//! migrabase-core: types shared by the filter compiler, the store and the CLI.

pub mod config;
pub mod enums;
pub mod error;
pub mod pagination;
pub mod resource;
pub mod validation;

pub use config::StoreConfig;
pub use enums::{
    AccessGrantStatus, IssueStatus, IssueType, PolicyResourceType, PolicyType, QueryHistoryType,
    State, TaskRunStatus, TaskType, UserType, WebhookEvent, WebhookType,
};
pub use error::{CoreError, Result};
pub use pagination::{Paginated, Pagination};
pub use validation::ValidationError;
//! Recursive-descent CEL parser
//!
//! Grammar, loosest binding first:
//!
//! ```text
//! expr     = or ["?" or ":" expr]
//! or       = and {"||" and}
//! and      = relation {"&&" relation}
//! relation = addition {("<"|"<="|">="|">"|"=="|"!="|"in") addition}
//! addition = mult {("+"|"-") mult}
//! mult     = unary {("*"|"/"|"%") unary}
//! unary    = member | "!"+ member | "-"+ member
//! member   = primary {"." IDENT ["(" args ")"] | "[" expr "]"}
//! primary  = ["."] IDENT ["(" args ")"] | "(" expr ")" | list | map | literal
//! ```
//!
//! `&&` and `||` chains are built as balanced binary trees, matching the
//! shape cel-go produces for the same text.

use super::ast::{operators, Expr, Literal};
use super::lexer::{tokenize, Spanned, Token};
use crate::error::ParseError;

/// Maximum nesting of parenthesized expressions, lists and calls, and the
/// maximum height of an operator or member chain.
pub const MAX_DEPTH: usize = 100;

/// Longest accepted input, in code points.
pub const MAX_CODE_POINTS: usize = 100_000;

/// Receiver-style macros that expand to comprehensions; filters never use them.
const COMPREHENSION_MACROS: &[&str] = &["all", "exists", "exists_one", "map", "filter"];

/// Parse a CEL expression.
pub fn parse(input: &str) -> Result<Expr, ParseError> {
    let size = input.chars().count();
    if size > MAX_CODE_POINTS {
        return Err(ParseError::new(
            1,
            1,
            format!(
                "expression code point size exceeds limit: size: {}, limit {}",
                size, MAX_CODE_POINTS
            ),
        ));
    }
    let tokens = tokenize(input)?;
    let mut parser = Parser {
        tokens,
        pos: 0,
        depth: 0,
    };
    let expr = parser.expr()?;
    let next = parser.current();
    if next.token != Token::Eof {
        return Err(next.error(format!("mismatched input {} expecting <EOF>", next.token)));
    }
    Ok(expr)
}

struct Parser {
    tokens: Vec<Spanned>,
    pos: usize,
    depth: usize,
}

impl Parser {
    fn current(&self) -> &Spanned {
        // tokenize always ends with Eof, and `advance` never moves past it.
        &self.tokens[self.pos.min(self.tokens.len() - 1)]
    }

    fn peek(&self) -> &Token {
        &self.current().token
    }

    fn advance(&mut self) -> Spanned {
        let token = self.current().clone();
        if token.token != Token::Eof {
            self.pos += 1;
        }
        token
    }

    fn eat(&mut self, token: &Token) -> bool {
        if self.peek() == token {
            self.advance();
            true
        } else {
            false
        }
    }

    fn expect(&mut self, token: Token) -> Result<(), ParseError> {
        if self.eat(&token) {
            return Ok(());
        }
        let found = self.current();
        Err(found.error(format!("mismatched input {} expecting {}", found.token, token)))
    }

    fn enter(&mut self) -> Result<(), ParseError> {
        self.depth += 1;
        if self.depth > MAX_DEPTH {
            return Err(self.current().error(format!(
                "expression recursion limit exceeded: {}",
                MAX_DEPTH
            )));
        }
        Ok(())
    }

    fn leave(&mut self) {
        self.depth -= 1;
    }

    /// Height of a chain after wrapping it in one more node whose other
    /// children are at most `sibling` high.
    fn deepen(&self, height: usize, sibling: usize) -> Result<usize, ParseError> {
        let height = height.max(sibling) + 1;
        if height > MAX_DEPTH {
            return Err(self.current().error(format!(
                "expression recursion limit exceeded: {}",
                MAX_DEPTH
            )));
        }
        Ok(height)
    }

    fn expr(&mut self) -> Result<Expr, ParseError> {
        self.enter()?;
        let result = self.conditional();
        self.leave();
        result
    }

    fn conditional(&mut self) -> Result<Expr, ParseError> {
        let condition = self.or()?;
        if !self.eat(&Token::Question) {
            return Ok(condition);
        }
        let then = self.or()?;
        self.expect(Token::Colon)?;
        let otherwise = self.expr()?;
        Ok(Expr::call(
            operators::CONDITIONAL,
            vec![condition, then, otherwise],
        ))
    }

    fn or(&mut self) -> Result<Expr, ParseError> {
        let mut terms = vec![self.and()?];
        while self.eat(&Token::Or) {
            terms.push(self.and()?);
        }
        Ok(balance(operators::LOGICAL_OR, terms))
    }

    fn and(&mut self) -> Result<Expr, ParseError> {
        let mut terms = vec![self.relation()?];
        while self.eat(&Token::And) {
            terms.push(self.relation()?);
        }
        Ok(balance(operators::LOGICAL_AND, terms))
    }

    fn relation(&mut self) -> Result<Expr, ParseError> {
        let mut left = self.addition()?;
        let mut height = left.height();
        loop {
            let function = match self.peek() {
                Token::Eq => operators::EQUALS,
                Token::Ne => operators::NOT_EQUALS,
                Token::Lt => operators::LESS,
                Token::Le => operators::LESS_EQUALS,
                Token::Gt => operators::GREATER,
                Token::Ge => operators::GREATER_EQUALS,
                Token::In => operators::IN,
                _ => return Ok(left),
            };
            self.advance();
            let right = self.addition()?;
            height = self.deepen(height, right.height())?;
            left = Expr::call(function, vec![left, right]);
        }
    }

    fn addition(&mut self) -> Result<Expr, ParseError> {
        let mut left = self.multiplication()?;
        let mut height = left.height();
        loop {
            let function = match self.peek() {
                Token::Plus => operators::ADD,
                Token::Minus => operators::SUBTRACT,
                _ => return Ok(left),
            };
            self.advance();
            let right = self.multiplication()?;
            height = self.deepen(height, right.height())?;
            left = Expr::call(function, vec![left, right]);
        }
    }

    fn multiplication(&mut self) -> Result<Expr, ParseError> {
        let mut left = self.unary()?;
        let mut height = left.height();
        loop {
            let function = match self.peek() {
                Token::Star => operators::MULTIPLY,
                Token::Slash => operators::DIVIDE,
                Token::Percent => operators::MODULO,
                _ => return Ok(left),
            };
            self.advance();
            let right = self.unary()?;
            height = self.deepen(height, right.height())?;
            left = Expr::call(function, vec![left, right]);
        }
    }

    fn unary(&mut self) -> Result<Expr, ParseError> {
        match self.peek() {
            Token::Not => {
                let mut count = 0;
                while self.eat(&Token::Not) {
                    count += 1;
                }
                let operand = self.member()?;
                Ok(if count % 2 == 0 {
                    operand
                } else {
                    Expr::call(operators::LOGICAL_NOT, vec![operand])
                })
            }
            Token::Minus => {
                let mut count = 0;
                while self.eat(&Token::Minus) {
                    count += 1;
                }
                // The last minus binds to a numeric literal: `-1` is a literal, not a call.
                let operand = if matches!(self.peek(), Token::Int(_) | Token::Double(_)) {
                    count -= 1;
                    let literal = self.signed_number()?;
                    self.member_suffix(literal)?
                } else {
                    self.member()?
                };
                Ok(if count % 2 == 0 {
                    operand
                } else {
                    Expr::call(operators::NEGATE, vec![operand])
                })
            }
            _ => self.member(),
        }
    }

    fn signed_number(&mut self) -> Result<Expr, ParseError> {
        let spanned = self.advance();
        match &spanned.token {
            Token::Int(digits) => parse_int(digits, true)
                .map(|v| Expr::Literal(Literal::Int(v)))
                .ok_or_else(|| spanned.error(format!("invalid int literal: -{}", digits))),
            Token::Double(v) => Ok(Expr::Literal(Literal::Double(-v))),
            other => Err(spanned.error(format!("unexpected {}", other))),
        }
    }

    fn member(&mut self) -> Result<Expr, ParseError> {
        let primary = self.primary()?;
        self.member_suffix(primary)
    }

    fn member_suffix(&mut self, mut operand: Expr) -> Result<Expr, ParseError> {
        let mut height = operand.height();
        loop {
            if self.eat(&Token::Dot) {
                let spanned = self.advance();
                let Token::Ident(field) = spanned.token.clone() else {
                    return Err(spanned.error(format!(
                        "mismatched input {} expecting IDENTIFIER",
                        spanned.token
                    )));
                };
                if self.eat(&Token::LParen) {
                    if COMPREHENSION_MACROS.contains(&field.as_str()) {
                        return Err(spanned.error(format!("unsupported macro: {}", field)));
                    }
                    let args = self.arguments(Token::RParen)?;
                    let sibling = args.iter().map(Expr::height).max().unwrap_or(0);
                    height = self.deepen(height, sibling)?;
                    operand = Expr::Call {
                        target: Some(Box::new(operand)),
                        function: field,
                        args,
                    };
                } else {
                    height = self.deepen(height, 0)?;
                    operand = Expr::Select {
                        operand: Box::new(operand),
                        field,
                        test_only: false,
                    };
                }
            } else if self.eat(&Token::LBracket) {
                let index = self.expr()?;
                self.expect(Token::RBracket)?;
                height = self.deepen(height, index.height())?;
                operand = Expr::call(operators::INDEX, vec![operand, index]);
            } else {
                return Ok(operand);
            }
        }
    }

    /// Comma-separated expressions up to `close`, allowing a trailing comma.
    fn arguments(&mut self, close: Token) -> Result<Vec<Expr>, ParseError> {
        self.enter()?;
        let mut args = Vec::new();
        while !self.eat(&close) {
            args.push(self.expr()?);
            if !self.eat(&Token::Comma) {
                self.expect(close.clone())?;
                break;
            }
        }
        self.leave();
        Ok(args)
    }

    fn primary(&mut self) -> Result<Expr, ParseError> {
        let spanned = self.advance();
        match spanned.token.clone() {
            Token::Int(digits) => parse_int(&digits, false)
                .map(|v| Expr::Literal(Literal::Int(v)))
                .ok_or_else(|| spanned.error(format!("invalid int literal: {}", digits))),
            Token::Uint(v) => Ok(Expr::Literal(Literal::Uint(v))),
            Token::Double(v) => Ok(Expr::Literal(Literal::Double(v))),
            Token::Str(s) => Ok(Expr::Literal(Literal::String(s))),
            Token::Bytes(b) => Ok(Expr::Literal(Literal::Bytes(b))),
            Token::True => Ok(Expr::Literal(Literal::Bool(true))),
            Token::False => Ok(Expr::Literal(Literal::Bool(false))),
            Token::Null => Ok(Expr::Literal(Literal::Null)),
            Token::Dot => {
                let ident = self.advance();
                match ident.token.clone() {
                    Token::Ident(name) => self.ident_or_call(format!(".{}", name), &ident),
                    other => Err(ident.error(format!(
                        "mismatched input {} expecting IDENTIFIER",
                        other
                    ))),
                }
            }
            Token::Ident(name) => self.ident_or_call(name, &spanned),
            Token::LParen => {
                let inner = self.expr()?;
                self.expect(Token::RParen)?;
                Ok(inner)
            }
            Token::LBracket => Ok(Expr::List(self.arguments(Token::RBracket)?)),
            Token::LBrace => self.map_entries(),
            Token::Eof => Err(spanned.error("mismatched input <EOF>, expecting an expression")),
            other => Err(spanned.error(format!("extraneous input {}", other))),
        }
    }

    fn ident_or_call(&mut self, name: String, at: &Spanned) -> Result<Expr, ParseError> {
        if *self.peek() == Token::LBrace {
            return Err(at.error(format!("unsupported message construction: {}", name)));
        }
        if !self.eat(&Token::LParen) {
            return Ok(Expr::Ident(name));
        }
        let args = self.arguments(Token::RParen)?;
        if name == "has" {
            return has_macro(args, at);
        }
        Ok(Expr::Call {
            target: None,
            function: name,
            args,
        })
    }

    fn map_entries(&mut self) -> Result<Expr, ParseError> {
        self.enter()?;
        let mut entries = Vec::new();
        while !self.eat(&Token::RBrace) {
            let key = self.expr()?;
            self.expect(Token::Colon)?;
            let value = self.expr()?;
            entries.push((key, value));
            if !self.eat(&Token::Comma) {
                self.expect(Token::RBrace)?;
                break;
            }
        }
        self.leave();
        Ok(Expr::Map(entries))
    }
}

/// `has(a.b)` → test-only select of `b` on `a`.
fn has_macro(mut args: Vec<Expr>, at: &Spanned) -> Result<Expr, ParseError> {
    if args.len() != 1 {
        return Err(at.error("invalid argument to has() macro"));
    }
    match args.remove(0) {
        Expr::Select { operand, field, .. } => Ok(Expr::Select {
            operand,
            field,
            test_only: true,
        }),
        _ => Err(at.error("invalid argument to has() macro")),
    }
}

fn parse_int(digits: &str, negative: bool) -> Option<i64> {
    let (radix, body) = match digits.strip_prefix("0x").or_else(|| digits.strip_prefix("0X")) {
        Some(hex) => (16, hex),
        None => (10, digits),
    };
    if negative {
        i64::from_str_radix(&format!("-{}", body), radix).ok()
    } else {
        i64::from_str_radix(body, radix).ok()
    }
}

/// Fold `terms` joined by `function` into a balanced tree of binary calls.
fn balance(function: &str, mut terms: Vec<Expr>) -> Expr {
    if terms.len() == 1 {
        return terms.remove(0);
    }
    let mut slots: Vec<Option<Expr>> = terms.into_iter().map(Some).collect();
    let ops = slots.len() - 1;
    balanced_tree(function, &mut slots, 0, ops - 1)
}

fn balanced_tree(function: &str, terms: &mut [Option<Expr>], lo: usize, hi: usize) -> Expr {
    let mid = (lo + hi + 1) / 2;
    let left = if mid == lo {
        take(terms, mid)
    } else {
        balanced_tree(function, terms, lo, mid - 1)
    };
    let right = if mid == hi {
        take(terms, mid + 1)
    } else {
        balanced_tree(function, terms, mid + 1, hi)
    };
    Expr::call(function, vec![left, right])
}

fn take(terms: &mut [Option<Expr>], index: usize) -> Expr {
    // Each term index is visited exactly once by balanced_tree.
    terms[index].take().unwrap_or(Expr::Literal(Literal::Null))
}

#### Instructions for the task:
From the listing above, pick out each line where the word "input" appears.

#### Exercise solution:
/// Longest accepted input, in code points.
pub fn parse(input: &str) -> Result<Expr, ParseError> {
    let size = input.chars().count();
    let tokens = tokenize(input)?;
        return Err(next.error(format!("mismatched input {} expecting <EOF>", next.token)));
        Err(found.error(format!("mismatched input {} expecting {}", found.token, token)))
                        "mismatched input {} expecting IDENTIFIER",
                        "mismatched input {} expecting IDENTIFIER",
            Token::Eof => Err(spanned.error("mismatched input <EOF>, expecting an expression")),
            other => Err(spanned.error(format!("extraneous input {}", other))),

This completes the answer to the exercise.